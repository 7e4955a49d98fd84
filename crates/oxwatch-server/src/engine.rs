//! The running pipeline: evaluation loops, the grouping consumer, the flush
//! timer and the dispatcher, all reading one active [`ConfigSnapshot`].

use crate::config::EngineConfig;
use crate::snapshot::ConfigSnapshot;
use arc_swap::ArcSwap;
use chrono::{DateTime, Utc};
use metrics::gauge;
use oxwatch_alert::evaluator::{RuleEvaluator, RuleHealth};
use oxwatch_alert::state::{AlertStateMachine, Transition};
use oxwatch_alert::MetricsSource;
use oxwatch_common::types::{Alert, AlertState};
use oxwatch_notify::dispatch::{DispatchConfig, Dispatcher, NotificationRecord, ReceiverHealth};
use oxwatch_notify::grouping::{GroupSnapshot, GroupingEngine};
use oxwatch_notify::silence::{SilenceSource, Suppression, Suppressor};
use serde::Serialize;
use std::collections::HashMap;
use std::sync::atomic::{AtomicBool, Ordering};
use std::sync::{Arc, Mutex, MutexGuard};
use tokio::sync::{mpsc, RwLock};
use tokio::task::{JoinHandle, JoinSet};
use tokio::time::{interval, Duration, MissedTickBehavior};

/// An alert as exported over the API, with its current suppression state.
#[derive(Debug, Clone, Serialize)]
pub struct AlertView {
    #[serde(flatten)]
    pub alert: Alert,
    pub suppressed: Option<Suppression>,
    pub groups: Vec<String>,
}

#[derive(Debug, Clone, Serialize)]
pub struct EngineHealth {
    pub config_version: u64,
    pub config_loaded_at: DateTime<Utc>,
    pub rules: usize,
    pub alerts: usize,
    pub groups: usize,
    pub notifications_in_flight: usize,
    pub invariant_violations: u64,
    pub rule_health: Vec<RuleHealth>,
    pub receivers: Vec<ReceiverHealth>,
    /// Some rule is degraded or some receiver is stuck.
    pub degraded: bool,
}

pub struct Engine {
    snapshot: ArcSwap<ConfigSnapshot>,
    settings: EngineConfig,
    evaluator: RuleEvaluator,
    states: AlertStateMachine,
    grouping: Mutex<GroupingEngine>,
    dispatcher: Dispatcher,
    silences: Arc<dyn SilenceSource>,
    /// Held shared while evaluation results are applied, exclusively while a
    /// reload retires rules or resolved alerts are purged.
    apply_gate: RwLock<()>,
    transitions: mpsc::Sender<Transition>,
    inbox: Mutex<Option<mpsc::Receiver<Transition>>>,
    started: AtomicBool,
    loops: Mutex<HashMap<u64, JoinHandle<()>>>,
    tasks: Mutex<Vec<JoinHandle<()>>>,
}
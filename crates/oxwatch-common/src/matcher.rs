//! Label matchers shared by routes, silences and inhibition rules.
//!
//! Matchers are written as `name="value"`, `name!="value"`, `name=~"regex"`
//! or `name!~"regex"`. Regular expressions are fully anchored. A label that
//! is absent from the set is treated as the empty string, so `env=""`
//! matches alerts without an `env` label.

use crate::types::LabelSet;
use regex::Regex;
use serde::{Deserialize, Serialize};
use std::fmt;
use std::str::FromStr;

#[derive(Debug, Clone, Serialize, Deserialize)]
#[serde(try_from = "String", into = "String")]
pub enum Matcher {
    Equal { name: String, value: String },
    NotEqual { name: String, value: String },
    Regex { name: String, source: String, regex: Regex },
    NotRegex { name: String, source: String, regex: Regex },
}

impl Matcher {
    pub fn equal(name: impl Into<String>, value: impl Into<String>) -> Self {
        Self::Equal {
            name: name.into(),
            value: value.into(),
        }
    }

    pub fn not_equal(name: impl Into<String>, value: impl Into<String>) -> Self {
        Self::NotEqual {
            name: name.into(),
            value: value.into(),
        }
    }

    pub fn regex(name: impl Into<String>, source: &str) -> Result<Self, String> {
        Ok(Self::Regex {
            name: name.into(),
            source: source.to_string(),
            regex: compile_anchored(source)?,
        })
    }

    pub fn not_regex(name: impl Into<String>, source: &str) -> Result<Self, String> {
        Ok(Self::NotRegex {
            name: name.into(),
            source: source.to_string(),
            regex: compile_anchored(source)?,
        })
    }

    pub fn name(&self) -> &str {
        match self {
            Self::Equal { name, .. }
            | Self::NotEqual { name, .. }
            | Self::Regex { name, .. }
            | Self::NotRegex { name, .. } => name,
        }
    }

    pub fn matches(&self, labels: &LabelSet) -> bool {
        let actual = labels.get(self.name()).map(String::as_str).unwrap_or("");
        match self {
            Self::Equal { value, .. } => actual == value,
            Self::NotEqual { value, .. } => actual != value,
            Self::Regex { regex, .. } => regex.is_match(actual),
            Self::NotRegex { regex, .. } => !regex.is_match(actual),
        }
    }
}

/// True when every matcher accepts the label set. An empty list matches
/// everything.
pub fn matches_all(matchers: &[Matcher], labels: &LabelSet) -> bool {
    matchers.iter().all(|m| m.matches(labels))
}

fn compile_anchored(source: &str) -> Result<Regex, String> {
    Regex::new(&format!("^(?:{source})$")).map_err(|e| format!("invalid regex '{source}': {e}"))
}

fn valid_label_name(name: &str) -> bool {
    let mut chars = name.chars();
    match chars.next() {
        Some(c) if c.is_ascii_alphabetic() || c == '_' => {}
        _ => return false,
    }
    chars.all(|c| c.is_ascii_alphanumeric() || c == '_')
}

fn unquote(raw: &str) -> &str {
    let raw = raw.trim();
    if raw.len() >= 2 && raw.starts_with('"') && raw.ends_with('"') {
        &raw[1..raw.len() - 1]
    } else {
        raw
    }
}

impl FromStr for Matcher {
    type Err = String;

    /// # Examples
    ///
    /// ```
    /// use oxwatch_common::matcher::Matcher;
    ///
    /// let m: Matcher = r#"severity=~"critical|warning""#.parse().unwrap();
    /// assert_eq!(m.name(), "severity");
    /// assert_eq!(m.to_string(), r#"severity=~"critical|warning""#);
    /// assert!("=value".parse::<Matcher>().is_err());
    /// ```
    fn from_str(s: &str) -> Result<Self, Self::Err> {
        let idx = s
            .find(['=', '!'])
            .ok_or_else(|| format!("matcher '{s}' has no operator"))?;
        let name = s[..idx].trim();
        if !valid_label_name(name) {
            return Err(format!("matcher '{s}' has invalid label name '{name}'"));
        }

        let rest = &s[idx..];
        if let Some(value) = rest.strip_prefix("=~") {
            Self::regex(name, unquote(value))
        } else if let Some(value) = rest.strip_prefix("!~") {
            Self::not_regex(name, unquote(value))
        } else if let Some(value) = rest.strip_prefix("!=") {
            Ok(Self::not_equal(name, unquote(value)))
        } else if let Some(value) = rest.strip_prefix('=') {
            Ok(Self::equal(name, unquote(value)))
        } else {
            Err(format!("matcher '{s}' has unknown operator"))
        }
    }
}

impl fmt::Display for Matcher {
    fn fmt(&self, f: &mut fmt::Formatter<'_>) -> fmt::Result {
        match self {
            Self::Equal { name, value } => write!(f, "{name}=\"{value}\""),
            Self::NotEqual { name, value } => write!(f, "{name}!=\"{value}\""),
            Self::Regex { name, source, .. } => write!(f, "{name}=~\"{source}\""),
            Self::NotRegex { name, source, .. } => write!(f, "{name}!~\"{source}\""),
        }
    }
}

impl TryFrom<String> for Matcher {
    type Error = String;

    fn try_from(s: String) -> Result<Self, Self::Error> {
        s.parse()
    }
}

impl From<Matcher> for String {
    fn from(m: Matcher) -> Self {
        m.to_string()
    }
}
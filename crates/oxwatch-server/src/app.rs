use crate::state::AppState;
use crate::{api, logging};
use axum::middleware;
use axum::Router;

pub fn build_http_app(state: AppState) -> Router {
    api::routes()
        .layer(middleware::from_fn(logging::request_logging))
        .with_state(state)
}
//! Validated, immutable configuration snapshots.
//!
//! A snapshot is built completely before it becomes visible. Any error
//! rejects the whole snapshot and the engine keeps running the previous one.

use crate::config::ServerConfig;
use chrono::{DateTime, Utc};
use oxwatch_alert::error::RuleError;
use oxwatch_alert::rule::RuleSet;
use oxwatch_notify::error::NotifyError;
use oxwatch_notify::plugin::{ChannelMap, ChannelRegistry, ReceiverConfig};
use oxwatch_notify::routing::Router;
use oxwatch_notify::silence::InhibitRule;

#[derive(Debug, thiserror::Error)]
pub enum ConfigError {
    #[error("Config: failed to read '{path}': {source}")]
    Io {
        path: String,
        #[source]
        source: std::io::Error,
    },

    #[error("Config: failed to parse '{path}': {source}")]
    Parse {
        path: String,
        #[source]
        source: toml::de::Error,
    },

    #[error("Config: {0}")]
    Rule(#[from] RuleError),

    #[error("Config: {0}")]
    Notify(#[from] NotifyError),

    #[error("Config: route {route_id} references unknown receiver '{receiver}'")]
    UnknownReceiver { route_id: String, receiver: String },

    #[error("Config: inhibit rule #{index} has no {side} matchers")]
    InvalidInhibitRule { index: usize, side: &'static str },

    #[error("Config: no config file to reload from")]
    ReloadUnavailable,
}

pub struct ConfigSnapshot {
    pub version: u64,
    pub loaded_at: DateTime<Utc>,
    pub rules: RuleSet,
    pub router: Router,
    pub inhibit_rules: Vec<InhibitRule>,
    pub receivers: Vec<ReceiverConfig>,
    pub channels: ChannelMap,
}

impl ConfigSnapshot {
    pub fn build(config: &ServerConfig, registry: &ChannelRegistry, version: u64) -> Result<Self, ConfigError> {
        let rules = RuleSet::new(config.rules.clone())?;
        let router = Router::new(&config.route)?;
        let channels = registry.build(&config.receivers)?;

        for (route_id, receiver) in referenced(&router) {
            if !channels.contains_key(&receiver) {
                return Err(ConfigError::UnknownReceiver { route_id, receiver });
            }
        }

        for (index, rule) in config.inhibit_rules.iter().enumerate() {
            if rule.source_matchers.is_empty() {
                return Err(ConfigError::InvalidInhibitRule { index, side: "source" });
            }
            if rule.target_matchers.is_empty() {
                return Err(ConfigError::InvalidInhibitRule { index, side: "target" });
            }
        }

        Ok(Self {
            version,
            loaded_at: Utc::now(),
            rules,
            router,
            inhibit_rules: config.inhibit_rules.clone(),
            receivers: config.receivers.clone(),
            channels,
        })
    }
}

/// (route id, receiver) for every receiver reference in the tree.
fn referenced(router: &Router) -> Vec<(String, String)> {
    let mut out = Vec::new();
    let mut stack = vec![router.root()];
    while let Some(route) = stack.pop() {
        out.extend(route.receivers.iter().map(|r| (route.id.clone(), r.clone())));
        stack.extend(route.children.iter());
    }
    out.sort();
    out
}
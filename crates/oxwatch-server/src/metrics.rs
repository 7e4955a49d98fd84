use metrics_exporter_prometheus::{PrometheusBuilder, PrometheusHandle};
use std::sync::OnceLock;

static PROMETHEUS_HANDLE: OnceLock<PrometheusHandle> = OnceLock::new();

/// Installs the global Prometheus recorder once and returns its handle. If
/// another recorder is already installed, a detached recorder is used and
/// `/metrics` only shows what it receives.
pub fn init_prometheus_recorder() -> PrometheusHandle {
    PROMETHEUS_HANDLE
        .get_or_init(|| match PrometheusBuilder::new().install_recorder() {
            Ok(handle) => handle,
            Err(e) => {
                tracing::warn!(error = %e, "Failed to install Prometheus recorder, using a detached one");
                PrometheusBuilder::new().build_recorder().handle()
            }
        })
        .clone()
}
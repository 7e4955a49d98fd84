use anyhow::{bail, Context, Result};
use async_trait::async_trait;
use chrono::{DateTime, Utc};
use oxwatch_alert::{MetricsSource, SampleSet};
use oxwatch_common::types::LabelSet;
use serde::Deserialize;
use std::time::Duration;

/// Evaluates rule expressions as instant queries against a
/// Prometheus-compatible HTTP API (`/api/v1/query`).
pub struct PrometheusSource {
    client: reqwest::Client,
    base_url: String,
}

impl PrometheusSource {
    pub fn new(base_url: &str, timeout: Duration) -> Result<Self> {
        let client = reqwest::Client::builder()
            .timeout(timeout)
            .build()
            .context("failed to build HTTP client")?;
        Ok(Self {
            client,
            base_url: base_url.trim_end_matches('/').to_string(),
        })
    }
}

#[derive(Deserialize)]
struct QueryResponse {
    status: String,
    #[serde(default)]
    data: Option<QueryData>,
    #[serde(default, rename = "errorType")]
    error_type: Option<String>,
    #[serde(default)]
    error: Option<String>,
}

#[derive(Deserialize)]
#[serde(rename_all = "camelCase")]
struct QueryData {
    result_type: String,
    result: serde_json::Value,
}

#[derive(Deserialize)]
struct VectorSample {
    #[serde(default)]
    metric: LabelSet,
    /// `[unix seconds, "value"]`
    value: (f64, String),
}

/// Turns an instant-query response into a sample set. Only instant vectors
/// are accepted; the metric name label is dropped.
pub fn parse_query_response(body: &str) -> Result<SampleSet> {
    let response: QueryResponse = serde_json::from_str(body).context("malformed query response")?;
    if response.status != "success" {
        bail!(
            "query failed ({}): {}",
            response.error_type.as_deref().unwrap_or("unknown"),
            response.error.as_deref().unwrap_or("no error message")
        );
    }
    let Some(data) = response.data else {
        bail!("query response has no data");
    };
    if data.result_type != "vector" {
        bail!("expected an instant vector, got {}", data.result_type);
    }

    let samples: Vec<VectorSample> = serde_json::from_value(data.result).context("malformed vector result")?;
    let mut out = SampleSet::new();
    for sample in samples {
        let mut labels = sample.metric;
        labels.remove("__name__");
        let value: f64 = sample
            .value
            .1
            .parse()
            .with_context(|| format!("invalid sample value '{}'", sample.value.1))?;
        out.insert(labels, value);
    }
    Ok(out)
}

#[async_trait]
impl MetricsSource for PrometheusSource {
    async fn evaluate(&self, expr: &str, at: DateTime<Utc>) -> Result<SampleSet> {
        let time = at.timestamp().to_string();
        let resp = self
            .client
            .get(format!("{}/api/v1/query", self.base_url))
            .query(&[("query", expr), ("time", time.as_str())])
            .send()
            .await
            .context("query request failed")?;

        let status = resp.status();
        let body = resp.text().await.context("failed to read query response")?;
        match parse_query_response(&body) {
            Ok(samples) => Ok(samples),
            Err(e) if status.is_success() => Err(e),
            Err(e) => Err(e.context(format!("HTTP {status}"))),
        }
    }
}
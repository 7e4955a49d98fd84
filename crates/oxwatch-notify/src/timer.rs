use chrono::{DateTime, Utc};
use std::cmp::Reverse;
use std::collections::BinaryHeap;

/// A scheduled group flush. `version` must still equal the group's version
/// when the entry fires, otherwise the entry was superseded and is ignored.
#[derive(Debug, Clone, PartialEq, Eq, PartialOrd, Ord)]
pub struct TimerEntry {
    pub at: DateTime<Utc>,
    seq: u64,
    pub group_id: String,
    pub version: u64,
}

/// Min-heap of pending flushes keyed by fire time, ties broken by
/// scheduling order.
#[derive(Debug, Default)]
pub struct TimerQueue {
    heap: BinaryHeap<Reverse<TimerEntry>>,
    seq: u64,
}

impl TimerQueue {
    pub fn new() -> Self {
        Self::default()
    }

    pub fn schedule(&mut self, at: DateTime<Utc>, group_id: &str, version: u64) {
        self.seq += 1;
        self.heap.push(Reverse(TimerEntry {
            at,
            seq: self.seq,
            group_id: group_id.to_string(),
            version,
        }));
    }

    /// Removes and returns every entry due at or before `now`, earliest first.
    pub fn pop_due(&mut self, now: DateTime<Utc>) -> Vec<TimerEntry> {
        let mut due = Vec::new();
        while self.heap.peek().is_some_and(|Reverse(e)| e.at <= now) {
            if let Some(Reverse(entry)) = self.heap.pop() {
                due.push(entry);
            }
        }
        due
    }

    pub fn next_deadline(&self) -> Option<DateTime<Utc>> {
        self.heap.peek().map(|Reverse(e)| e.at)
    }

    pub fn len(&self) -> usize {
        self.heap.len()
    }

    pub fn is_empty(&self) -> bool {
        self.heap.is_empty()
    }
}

TRY IT>
Every line of the records that includes the word "grouping" should be gathered.

EXPECTED OUTPUT>
//! The running pipeline: evaluation loops, the grouping consumer, the flush
use oxwatch_notify::grouping::{GroupSnapshot, GroupingEngine};
    grouping: Mutex<GroupingEngine>,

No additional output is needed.